Stored data:

====

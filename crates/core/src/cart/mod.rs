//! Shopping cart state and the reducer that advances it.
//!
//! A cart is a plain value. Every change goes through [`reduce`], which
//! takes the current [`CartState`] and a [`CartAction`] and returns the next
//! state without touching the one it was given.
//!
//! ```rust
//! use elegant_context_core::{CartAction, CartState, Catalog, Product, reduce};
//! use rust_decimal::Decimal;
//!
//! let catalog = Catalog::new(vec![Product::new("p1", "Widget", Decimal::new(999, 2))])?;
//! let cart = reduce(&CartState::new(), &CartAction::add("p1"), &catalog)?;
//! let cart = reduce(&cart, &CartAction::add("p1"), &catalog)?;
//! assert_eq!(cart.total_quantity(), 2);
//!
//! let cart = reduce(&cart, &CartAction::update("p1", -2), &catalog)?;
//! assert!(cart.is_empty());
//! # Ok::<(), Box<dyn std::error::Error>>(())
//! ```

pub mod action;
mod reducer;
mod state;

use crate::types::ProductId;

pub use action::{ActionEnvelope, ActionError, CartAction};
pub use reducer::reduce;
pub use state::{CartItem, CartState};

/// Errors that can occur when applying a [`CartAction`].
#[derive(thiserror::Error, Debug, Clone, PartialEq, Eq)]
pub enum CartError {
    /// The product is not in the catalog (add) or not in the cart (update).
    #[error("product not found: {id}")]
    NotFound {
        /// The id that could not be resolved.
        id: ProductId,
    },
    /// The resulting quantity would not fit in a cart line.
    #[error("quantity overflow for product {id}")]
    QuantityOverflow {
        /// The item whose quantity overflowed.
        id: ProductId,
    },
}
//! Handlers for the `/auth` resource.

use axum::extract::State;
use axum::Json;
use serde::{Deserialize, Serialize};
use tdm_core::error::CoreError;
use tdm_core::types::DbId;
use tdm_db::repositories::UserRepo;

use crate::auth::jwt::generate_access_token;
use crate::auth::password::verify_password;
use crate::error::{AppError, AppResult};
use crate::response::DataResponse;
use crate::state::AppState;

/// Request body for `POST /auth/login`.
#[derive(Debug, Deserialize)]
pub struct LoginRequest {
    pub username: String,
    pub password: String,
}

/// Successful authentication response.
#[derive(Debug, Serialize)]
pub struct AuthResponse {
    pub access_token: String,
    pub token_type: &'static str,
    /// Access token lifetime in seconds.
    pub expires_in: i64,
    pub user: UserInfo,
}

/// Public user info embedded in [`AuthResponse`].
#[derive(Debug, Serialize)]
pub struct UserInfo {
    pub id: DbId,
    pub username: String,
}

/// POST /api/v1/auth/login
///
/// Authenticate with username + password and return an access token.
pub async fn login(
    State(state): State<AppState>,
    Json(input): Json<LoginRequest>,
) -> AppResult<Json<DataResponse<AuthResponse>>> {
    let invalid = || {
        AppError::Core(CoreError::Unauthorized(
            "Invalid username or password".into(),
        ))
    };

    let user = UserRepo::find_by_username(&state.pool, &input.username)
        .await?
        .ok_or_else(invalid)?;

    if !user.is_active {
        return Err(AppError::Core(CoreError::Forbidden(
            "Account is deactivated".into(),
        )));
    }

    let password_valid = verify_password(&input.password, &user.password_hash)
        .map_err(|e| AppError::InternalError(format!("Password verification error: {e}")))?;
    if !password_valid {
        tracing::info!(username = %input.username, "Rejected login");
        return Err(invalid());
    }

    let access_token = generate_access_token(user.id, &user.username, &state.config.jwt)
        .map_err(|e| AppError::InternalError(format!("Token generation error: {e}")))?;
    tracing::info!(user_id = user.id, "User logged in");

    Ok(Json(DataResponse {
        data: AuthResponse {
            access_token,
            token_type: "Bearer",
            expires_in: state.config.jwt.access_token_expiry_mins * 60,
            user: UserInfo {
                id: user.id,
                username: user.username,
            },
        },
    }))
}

====

## [What to produce]
Taking the lines above, repeat exactly those from the line that contains "use crate::response::DataResponse;" through the line that contains "let invalid = ||", and both of those lines as well. Include nothing else.

## [Exercise output]
use crate::response::DataResponse;
use crate::state::AppState;

/// Request body for `POST /auth/login`.
#[derive(Debug, Deserialize)]
pub struct LoginRequest {
    pub username: String,
    pub password: String,
}

/// Successful authentication response.
#[derive(Debug, Serialize)]
pub struct AuthResponse {
    pub access_token: String,
    pub token_type: &'static str,
    /// Access token lifetime in seconds.
    pub expires_in: i64,
    pub user: UserInfo,
}

/// Public user info embedded in [`AuthResponse`].
#[derive(Debug, Serialize)]
pub struct UserInfo {
    pub id: DbId,
    pub username: String,
}

/// POST /api/v1/auth/login
///
/// Authenticate with username + password and return an access token.
pub async fn login(
    State(state): State<AppState>,
    Json(input): Json<LoginRequest>,
) -> AppResult<Json<DataResponse<AuthResponse>>> {
    let invalid = || {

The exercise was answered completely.